---
id: "claim-cognitive-surrender"
type: "claim"
source_timestamps: ["¶5", "¶6"]
tags: ["psychology", "ai-anxiety"]
related: ["concept-thinkslop"]
confidence: "medium"
testable: true
speakers: ["Marc Zao-Sanders"]
sources: ["execution"]
sourceVaultSlug: "hbr-seg-execution"
originDay: 8
articleStem: "hbr-cl-77-new-data-using-ai"
sourceUrl: "https://hbr.org/2026/06/new-data-on-how-were-really-using-ai"
sourceTitle: "New Data on How We’re Really Using AI"
---
# Users are anxious about surrendering cognitive responsibilities to AI

**Claim (confidence: medium · testable):** Users are feeling anxious about surrendering their cognitive responsibilities to AI.

The qualitative themes surfacing from the 2025–2026 dataset reveal a growing anxiety among users about their reliance on AI for thinking tasks. As people outsource 'some portion of their thinking' to AI, they experience negative side effects — **losing track of intentions and worsening writing skills** — which breeds unease about the long-term implications of this cognitive surrender. The article states it plainly: *'as the breadth and depth of usage grows, so has the anxiety that people are surrendering their cognitive responsibilities to AI,'* alongside a parallel concern about over-reliance for emotional support. This is the affective correlate of [[concept-thinkslop]].

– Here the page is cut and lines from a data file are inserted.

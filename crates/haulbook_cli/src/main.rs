//! `haulbook` operator CLI.
//!
//! # Responsibility
//! - Expose core listing, detail, registration and wipe use-cases from a
//!   terminal.
//! - Keep stdout machine-readable (JSON); errors go to stderr.

mod cli;
mod commands;

use clap::Parser;
use std::process::ExitCode;

fn main() -> ExitCode {
    let cli = cli::Cli::parse();
    match commands::execute(cli) {
        Ok(()) => ExitCode::SUCCESS,
        Err(err) => {
            eprintln!("error: {err}");
            ExitCode::FAILURE
        }
    }
}
//! Merge-and-positioning core for the WiFi radar platform.
//!
//! The modules follow the data path: remote scan submissions arrive through
//! `ingest`, `merge` folds local and remote observations into one position
//! map per cycle, and `radar` turns that map into drawable polar frames.

pub mod ingest;
pub mod merge;
pub mod prelude;
pub mod radar;
pub mod scan;
pub mod telemetry;

pub use prelude::{RadarConfig, RadarError, RadarResult};
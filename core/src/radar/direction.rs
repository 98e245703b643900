use serde::{Deserialize, Serialize};
use std::fmt;

/// Eight-way compass label derived from a display angle.
#[derive(Debug, Clone, Copy, PartialEq, Eq, Serialize, Deserialize)]
pub enum Direction {
    N,
    NE,
    E,
    SE,
    S,
    SW,
    W,
    NW,
}

impl Direction {
    pub const ALL: [Direction; 8] = [
        Direction::N,
        Direction::NE,
        Direction::E,
        Direction::SE,
        Direction::S,
        Direction::SW,
        Direction::W,
        Direction::NW,
    ];

    /// Buckets an angle into 45-degree sectors centered on the compass
    /// points. North owns the wrap-around sector [337.5, 360) and [0, 22.5).
    pub fn from_angle(angle_deg: f32) -> Self {
        let angle = angle_deg.rem_euclid(360.0);
        let sector = ((angle + 22.5) / 45.0) as usize % 8;
        Self::ALL[sector]
    }

    pub fn label(&self) -> &'static str {
        match self {
            Direction::N => "N",
            Direction::NE => "NE",
            Direction::E => "E",
            Direction::SE => "SE",
            Direction::S => "S",
            Direction::SW => "SW",
            Direction::W => "W",
            Direction::NW => "NW",
        }
    }
}

impl fmt::Display for Direction {
    fn fmt(&self, f: &mut fmt::Formatter<'_>) -> fmt::Result {
        f.write_str(self.label())
    }
}

#[cfg(test)]
mod tests {
    use super::*;

    #[test]
    fn cardinal_angles_map_to_their_directions() {
        assert_eq!(Direction::from_angle(0.0), Direction::N);
        assert_eq!(Direction::from_angle(90.0), Direction::E);
        assert_eq!(Direction::from_angle(180.0), Direction::S);
        assert_eq!(Direction::from_angle(270.0), Direction::W);
    }

    #[test]
    fn sector_boundaries_round_toward_the_next_direction() {
        assert_eq!(Direction::from_angle(22.4), Direction::N);
        assert_eq!(Direction::from_angle(22.5), Direction::NE);
        assert_eq!(Direction::from_angle(44.0), Direction::NE);
        assert_eq!(Direction::from_angle(67.5), Direction::E);
        assert_eq!(Direction::from_angle(337.5), Direction::N);
    }

    #[test]
    fn north_owns_the_wrap_around_sector() {
        assert_eq!(Direction::from_angle(359.0), Direction::N);
        assert_eq!(Direction::from_angle(360.0), Direction::N);
        assert_eq!(Direction::from_angle(-10.0), Direction::N);
    }
}
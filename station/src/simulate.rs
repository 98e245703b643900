use radarcore::scan::{NetworkObservation, ScanSource};
use rand::{rngs::StdRng, Rng, SeedableRng};
use serde::{Deserialize, Serialize};

/// Configuration for the simulated scan source.
#[derive(Debug, Clone, Serialize, Deserialize)]
#[serde(default)]
pub struct SimulatorConfig {
    pub network_count: usize,
    pub seed: u64,
    pub prefix: String,
}

impl Default for SimulatorConfig {
    fn default() -> Self {
        Self {
            network_count: 3,
            seed: 0,
            prefix: "Network".into(),
        }
    }
}

/// Deterministic stand-in for the platform scan utility.
///
/// Each scan reseeds from the configured seed, so repeated scans report the
/// same networks with the same signals. A real radio source would implement
/// the same trait and replace this at the wiring level.
pub struct SimulatedScanSource {
    config: SimulatorConfig,
}

impl SimulatedScanSource {
    pub fn new(config: SimulatorConfig) -> Self {
        Self { config }
    }
}

impl ScanSource for SimulatedScanSource {
    fn scan(&self) -> Vec<NetworkObservation> {
        let mut rng = StdRng::seed_from_u64(self.config.seed);
        (1..=self.config.network_count)
            .map(|index| {
                let signal = rng.gen_range(-90..=-30);
                NetworkObservation::new(format!("{}{}", self.config.prefix, index), signal)
            })
            .collect()
    }
}
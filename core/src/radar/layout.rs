use crate::merge::PositionMap;
use crate::prelude::RadarConfig;
use crate::radar::Direction;
use serde::{Deserialize, Serialize};

/// Drawing data for one network on the radar.
#[derive(Debug, Clone, PartialEq, Serialize, Deserialize)]
pub struct RadarPoint {
    pub ssid: String,
    pub distance: f32,
    pub angle_deg: f32,
    pub radius: f32,
    pub x: f32,
    pub y: f32,
    pub direction: Direction,
}

/// One laid-out presentation frame. Transient; rebuilt every merge cycle.
#[derive(Debug, Clone, PartialEq, Serialize, Deserialize)]
pub struct RadarFrame {
    pub extent: f32,
    pub center_x: f32,
    pub center_y: f32,
    pub entries: Vec<RadarPoint>,
}

impl RadarFrame {
    /// A frame with no entries at the default extent. The presenter renders
    /// it as a bare scope: circle and sweep, nothing plotted.
    pub fn empty(config: &RadarConfig) -> Self {
        let center = config.default_extent / 2.0;
        Self {
            extent: config.default_extent,
            center_x: center,
            center_y: center,
            entries: Vec::new(),
        }
    }
}

/// Lays out one frame from a merged position map.
///
/// Angles carry no bearing information: entry i of N is placed at
/// `360 * i / N` degrees, spread evenly by ordinal position alone. The
/// extent grows to twice the scaled maximum distance whenever the farthest
/// point would otherwise land outside the default radius; an empty map falls
/// back to the default extent.
pub fn layout(positions: &PositionMap, config: &RadarConfig) -> RadarFrame {
    let mut extent = config.default_extent;
    if let Some(max_distance) = positions.max_distance() {
        let scaled = max_distance * config.distance_scale;
        if scaled > extent / 2.0 {
            extent = scaled * 2.0;
        }
    }

    let center = extent / 2.0;
    let total = positions.len();
    let entries = positions
        .iter()
        .enumerate()
        .map(|(index, entry)| {
            let angle_deg = (index as f32 / total as f32) * 360.0;
            let radius = entry.distance * config.distance_scale;
            let radian = angle_deg.to_radians();
            RadarPoint {
                ssid: entry.ssid.clone(),
                distance: entry.distance,
                angle_deg,
                radius,
                x: center + radius * radian.cos(),
                y: center + radius * radian.sin(),
                direction: Direction::from_angle(angle_deg),
            }
        })
        .collect();

    RadarFrame {
        extent,
        center_x: center,
        center_y: center,
        entries,
    }
}

#[cfg(test)]
mod tests {
    use super::*;

    fn map_of(entries: &[(&str, f32)]) -> PositionMap {
        let mut map = PositionMap::new();
        for (ssid, distance) in entries {
            map.insert_first(ssid, *distance);
        }
        map
    }

    #[test]
    fn entries_are_spread_evenly_by_ordinal() {
        let config = RadarConfig::default();
        let map = map_of(&[("a", 1.0), ("b", 1.0), ("c", 1.0), ("d", 1.0)]);
        let frame = layout(&map, &config);

        let angles: Vec<_> = frame.entries.iter().map(|e| e.angle_deg).collect();
        assert_eq!(angles, vec![0.0, 90.0, 180.0, 270.0]);
    }

    #[test]
    fn single_entry_sits_at_zero_degrees() {
        let config = RadarConfig::default();
        let frame = layout(&map_of(&[("only", 4.0)]), &config);
        assert_eq!(frame.entries.len(), 1);
        assert_eq!(frame.entries[0].angle_deg, 0.0);
        assert_eq!(frame.entries[0].direction, Direction::N);
    }

    #[test]
    fn empty_map_yields_default_extent_and_no_entries() {
        let config = RadarConfig::default();
        let frame = layout(&PositionMap::new(), &config);
        assert_eq!(frame.extent, config.default_extent);
        assert_eq!(frame.center_x, config.default_extent / 2.0);
        assert!(frame.entries.is_empty());
    }

    #[test]
    fn extent_grows_to_fit_the_farthest_point() {
        let config = RadarConfig::default();
        // 16 * 30 = 480 > 950 / 2, so the radar doubles the scaled maximum
        let frame = layout(&map_of(&[("near", 2.0), ("far", 16.0)]), &config);
        assert_eq!(frame.extent, 960.0);
        assert_eq!(frame.center_x, 480.0);

        // 10 * 30 = 300 fits inside the default radius
        let frame = layout(&map_of(&[("near", 10.0)]), &config);
        assert_eq!(frame.extent, config.default_extent);
    }

    #[test]
    fn radius_scales_distance_by_thirty() {
        let config = RadarConfig::default();
        let frame = layout(&map_of(&[("A", 5.0)]), &config);
        let entry = &frame.entries[0];
        assert_eq!(entry.radius, 150.0);
        assert_eq!(entry.x, frame.center_x + 150.0);
        assert!((entry.y - frame.center_y).abs() < 1e-3);
    }
}
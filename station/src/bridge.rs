use anyhow::Result;
use log::info;
use radarcore::radar::RadarFrame;
use radarcore::telemetry::MetricsRecorder;
use radarcore::RadarConfig;
use serde_json::json;
use std::{
    net::SocketAddr,
    sync::{Arc, RwLock},
    thread,
};
use tokio::runtime::Builder;
use warp::Filter;

fn gui_bind_address() -> SocketAddr {
    SocketAddr::from(([127, 0, 0, 1], 9000))
}

/// Hosts the HTTP endpoint the visualizer polls for the latest radar frame.
pub struct GuiBridge {
    state: Arc<RwLock<RadarFrame>>,
}

impl GuiBridge {
    pub fn new(config: &RadarConfig, metrics: Arc<MetricsRecorder>) -> Self {
        let state = Arc::new(RwLock::new(RadarFrame::empty(config)));
        let state_for_filter = state.clone();
        let state_filter = warp::any().map(move || state_for_filter.clone());
        let metrics_filter = warp::any().map(move || metrics.clone());
        let config_for_route = config.clone();

        let frame_route = warp::path("frame")
            .and(warp::get())
            .and(state_filter)
            .map(|state: Arc<RwLock<RadarFrame>>| warp::reply::json(&*state.read().unwrap()));

        // the effective node configuration, so presenters pick up the same
        // sweep timing and extent the merger runs with
        let config_route = warp::path("config")
            .and(warp::get())
            .map(move || warp::reply::json(&config_for_route));

        let metrics_route = warp::path("metrics")
            .and(warp::get())
            .and(metrics_filter)
            .map(|metrics: Arc<MetricsRecorder>| {
                let (accepted, rejected) = metrics.snapshot();
                warp::reply::json(&json!({
                    "accepted": accepted,
                    "rejected": rejected,
                }))
            });

        thread::spawn(move || {
            let routes = frame_route.or(config_route).or(metrics_route);
            let runtime = Builder::new_current_thread()
                .enable_all()
                .build()
                .expect("failed to build runtime");
            runtime.block_on(async move {
                warp::serve(routes).run(gui_bind_address()).await;
            });
        });

        Self { state }
    }

    pub fn publish(&self, frame: &RadarFrame) -> Result<()> {
        let mut guard = self.state.write().unwrap();
        *guard = frame.clone();
        Ok(())
    }

    pub fn publish_status(&self, message: &str) {
        info!("[bridge] {}", message);
    }

    #[cfg(test)]
    pub fn snapshot(&self) -> RadarFrame {
        self.state.read().unwrap().clone()
    }
}

#[cfg(test)]
mod tests {
    use super::*;
    use radarcore::merge::PositionMap;
    use radarcore::radar::layout;

    #[test]
    fn gui_bridge_updates_state() {
        let config = RadarConfig::default();
        let bridge = GuiBridge::new(&config, Arc::new(MetricsRecorder::new()));

        let mut positions = PositionMap::new();
        positions.insert_first("Home", 5.0);
        let frame = layout(&positions, &config);

        bridge.publish(&frame).unwrap();
        assert_eq!(bridge.snapshot().entries.len(), 1);
        assert_eq!(bridge.snapshot().entries[0].ssid, "Home");
    }
}
use crate::scan::NetworkObservation;

/// External producer of local scan results.
///
/// Implementations wrap a platform scan utility or a simulator. They must
/// swallow their own failures and return an empty list instead of erroring;
/// the merger treats an empty scan as "no networks in range" and carries on.
pub trait ScanSource: Send + Sync {
    fn scan(&self) -> Vec<NetworkObservation>;
}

**Enrichment:** Adjacent survey data broadens the picture of an anxious workforce — the 2026 *State of AI for Business Report* finds **71% expect AI to eliminate more jobs than it creates** and cites fear/mistrust as a **top adoption barrier (29%)** — a workforce that is 'more capable and more anxious at the same time.' Confidence is **medium** because job-security anxiety is adjacent to, not identical with, cognitive-surrender anxiety; the qualitative user quotes about lost intention and 'cognitive debt' are the more direct evidence.